One source said it seemed clear from the revised RFP that LAMCO seeks "knowledge transfer," when hedge fund-of-funds managers train an institution's investment staff in constructing and managing a portfolio of direct hedge fund investments.
Another source said firms invited to update their original responses understood that LAMCO's ultimate aim is to set up an internal hedge fund capability.
Sources said LAMCO invited three to five semifinalists to make presentations to its investment committee. They said the invited firms were those most willing to support an explicit knowledge-transfer process. LAMCO is believed to be performing due diligence now on two finalists, according to sources.
But two sources said Lucent typically requires a heavy dose of education from managers responding to RFPs regardless of asset class, and the hedge fund-of-funds RFP requirements do not necessarily indicate that LAMCO plans to create an internal hedge fund investment unit.
None of the sources interviewed for this story identified any of the firms involved in any stage of the search.
Joan Campion, a LAMCO spokeswoman, declined to confirm that LAMCO was conducting the search or to provide any information on hedge fund investing by the firm.
Jean Grisi, whom sources said co-heads the hedge fund effort at LAMCO, did not return three calls seeking comment. Brad Wakeman, also hedge fund co-head, according to sources, declined to comment.
LAMCO is temporarily without a chief investment officer since Collette D. Chilton left in September to become the first CIO of the $1.5 billion endowment of Williams College, Williamstown, Mass. Ms. Chilton couldn't be reached for comment.
LAMCO would not be the first large pension asset management unit to attempt to create an internal hedge fund capability. Staff at pension plans of similar size — the C$41 billion (US$46.6 billion) Ontario Municipal Employees' Retirement System, Toronto, and the $48.6 billion Virginia Retirement System, Richmond — have already taken this approach.
OMERS staff invested in hedge fund-of-funds managers with the explicit understanding that staff would learn the ropes of manager selection, monitoring, risk management, performance measurement, due diligence and portfolio construction from the managers (P&I, Feb. 23, 2004). The Virginia plan hired two hedge fund-of-funds managers and, rather than letting them manage any money, paid them consultant-level fees to help with manager selection for direct hedge fund investments.

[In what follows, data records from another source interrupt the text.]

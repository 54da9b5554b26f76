//! Expense records, edit drafts, and list filters.
//!
//! `ExpenseRecord` is owned server-side; the client only ever holds a read
//! cache of it. `ExpenseDraft` is the client-side shape submitted to the
//! create/update endpoints, validated before any request is issued.

use chrono::NaiveDate;
use serde::{Deserialize, Serialize};

use crate::api::ApiError;

/// A single dated expense entry as returned by the server.
#[derive(Debug, Clone, PartialEq, Serialize, Deserialize)]
pub struct ExpenseRecord {
    #[serde(alias = "_id")]
    pub id: String,
    pub title: String,
    pub amount: f64,
    pub category: String,
    pub date: String,
    #[serde(default, skip_serializing_if = "Option::is_none")]
    pub note: Option<String>,
}

/// Client-side shape for create/update submissions.
#[derive(Debug, Clone, PartialEq, Serialize, Deserialize)]
pub struct ExpenseDraft {
    pub title: String,
    pub amount: f64,
    pub category: String,
    pub date: String,
    #[serde(default, skip_serializing_if = "Option::is_none")]
    pub note: Option<String>,
}

impl ExpenseDraft {
    /// Validate the draft before any network round trip.
    ///
    /// Obviously-invalid input never reaches the server: title, category and
    /// date must be non-empty, the date must be a real ISO calendar date,
    /// and the amount must be a finite number.
    pub fn validate(&self) -> Result<(), ApiError> {
        if self.title.trim().is_empty() {
            return Err(ApiError::Validation("Title is required".into()));
        }
        if self.category.trim().is_empty() {
            return Err(ApiError::Validation("Category is required".into()));
        }
        if self.date.trim().is_empty() {
            return Err(ApiError::Validation("Date is required".into()));
        }
        if iso_date(&self.date).is_none() {
            return Err(ApiError::Validation(format!(
                "Not a valid date: {}",
                self.date
            )));
        }
        if !self.amount.is_finite() {
            return Err(ApiError::Validation("Amount must be a number".into()));
        }
        Ok(())
    }

    /// Dirty-check: true when submitting this draft would change nothing.
    pub fn matches(&self, record: &ExpenseRecord) -> bool {
        self.title == record.title
            && self.amount == record.amount
            && self.category == record.category
            && self.date == record.date
            && self.note == record.note
    }
}

/// Parse the leading `YYYY-MM-DD` of an ISO date string, tolerating a
/// trailing time component as sent by the server.
fn iso_date(s: &str) -> Option<NaiveDate> {
    let date_part = s.split('T').next().unwrap_or(s);
    NaiveDate::parse_from_str(date_part, "%Y-%m-%d").ok()
}

/// Parse a `YYYY-MM` month filter as the first day of that month.
fn calendar_month(s: &str) -> Option<NaiveDate> {
    NaiveDate::parse_from_str(&format!("{s}-01"), "%Y-%m-%d").ok()
}

/// Server-side sort direction by expense date.
#[derive(Debug, Clone, Copy, PartialEq, Eq, Default, Serialize, Deserialize)]
pub enum SortOrder {
    #[serde(rename = "asc")]
    Asc,
    #[default]
    #[serde(rename = "desc")]
    Desc,
}

impl SortOrder {
    pub fn as_str(&self) -> &'static str {
        match self {
            SortOrder::Asc => "asc",
            SortOrder::Desc => "desc",
        }
    }
}

/// Filters applied to the expense list; serialized as query parameters.
#[derive(Debug, Clone, PartialEq, Default, Serialize, Deserialize)]
pub struct ExpenseFilters {
    #[serde(default, skip_serializing_if = "Option::is_none")]
    pub category: Option<String>,
    /// Calendar month in `YYYY-MM` form.
    #[serde(default, skip_serializing_if = "Option::is_none")]
    pub month: Option<String>,
    #[serde(default)]
    pub sort: SortOrder,
}

impl ExpenseFilters {
    /// Validate the filters before any network round trip. The month, when
    /// set, must name a real `YYYY-MM` calendar month.
    pub fn validate(&self) -> Result<(), ApiError> {
        if let Some(ref month) = self.month {
            if calendar_month(month).is_none() {
                return Err(ApiError::Validation(format!(
                    "Not a valid month: {month}"
                )));
            }
        }
        Ok(())
    }

    /// Query pairs for the list/export endpoints, omitting unset filters.
    pub fn query_pairs(&self) -> Vec<(&'static str, String)> {
        let mut pairs = Vec::new();
        if let Some(ref category) = self.category {
            pairs.push(("category", category.clone()));
        }
        if let Some(ref month) = self.month {
            pairs.push(("month", month.clone()));
        }
        pairs.push(("sort", self.sort.as_str().to_string()));
        pairs
    }
}

/// Per-category aggregate over a set of expense records.
#[derive(Debug, Clone, PartialEq, Serialize)]
pub struct CategoryTotal {
    pub category: String,
    pub total: f64,
}

/// Sum of all amounts in `expenses`.
pub fn total_spent(expenses: &[ExpenseRecord]) -> f64 {
    expenses.iter().map(|e| e.amount).sum()
}

/// Amounts grouped by category, one entry per category in order of first
/// appearance, ready for a summary table or chart.
pub fn category_totals(expenses: &[ExpenseRecord]) -> Vec<CategoryTotal> {
    let mut totals: Vec<CategoryTotal> = Vec::new();
    for expense in expenses {
        match totals.iter_mut().find(|t| t.category == expense.category) {
            Some(entry) => entry.total += expense.amount,
            None => totals.push(CategoryTotal {
                category: expense.category.clone(),
                total: expense.amount,
            }),
        }
    }
    totals
}

/// One page of expenses as returned by `GET /expenses`.
#[derive(Debug, Clone, Deserialize)]
pub struct ExpensePage {
    #[serde(default)]
    pub expenses: Vec<ExpenseRecord>,
    pub page: u32,
    #[serde(rename = "totalPages")]
    pub total_pages: u32,
    #[serde(default)]
    pub total: u64,
}
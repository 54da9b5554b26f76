//! Authentication module: session lifecycle, route guarding, and token
//! persistence.
//!
//! This module provides:
//! - `SessionManager`: the three-phase authentication state machine
//! - `route_decision`: pure access decisions over the observed session state
//! - `TokenStore`: durable bearer-token persistence (keychain or file)
//!
//! The persisted token survives restarts; a fresh process starts Resolving
//! and hydrates it into a verified identity before protected views render.

pub mod credentials;
pub mod guard;
pub mod session;

pub use credentials::{FileTokenStore, KeyringTokenStore, TokenStore};
pub use guard::{route_decision, RouteDecision};
pub use session::{SessionManager, SessionPhase, SessionState};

Several sources maintained tha few large institutional hedge fund-of-funds managers would be willing to exchange so much information and so much time for just $100 million, considered by many funds of funds to be a small allocation.
One source said: "$100 million is a day's interest for a $34 billion fund. It would be cheap education even at $500 million. I don't think they will find many good (hedge) fund-of-funds firms willing to pick up a deal like this."
Kevin P. Quirk agrees. Mr. Quirk was the lead author of a white paper issued Oct. 10 on institutional hedge fund investment based on a survey of 50 institutional investors and a total of 51 hedge funds, fund of funds and consultants, prepared for Bank of New York, New York, by Casey, Quirk & Associates LLC, Darien, Conn.
Mr. Quirk, partner and managing director of CQA, said CQA's analysis of survey data for the white paper showed that by 2010, 80% of institutional hedge fund investment still will be directed by fund-of-funds managers.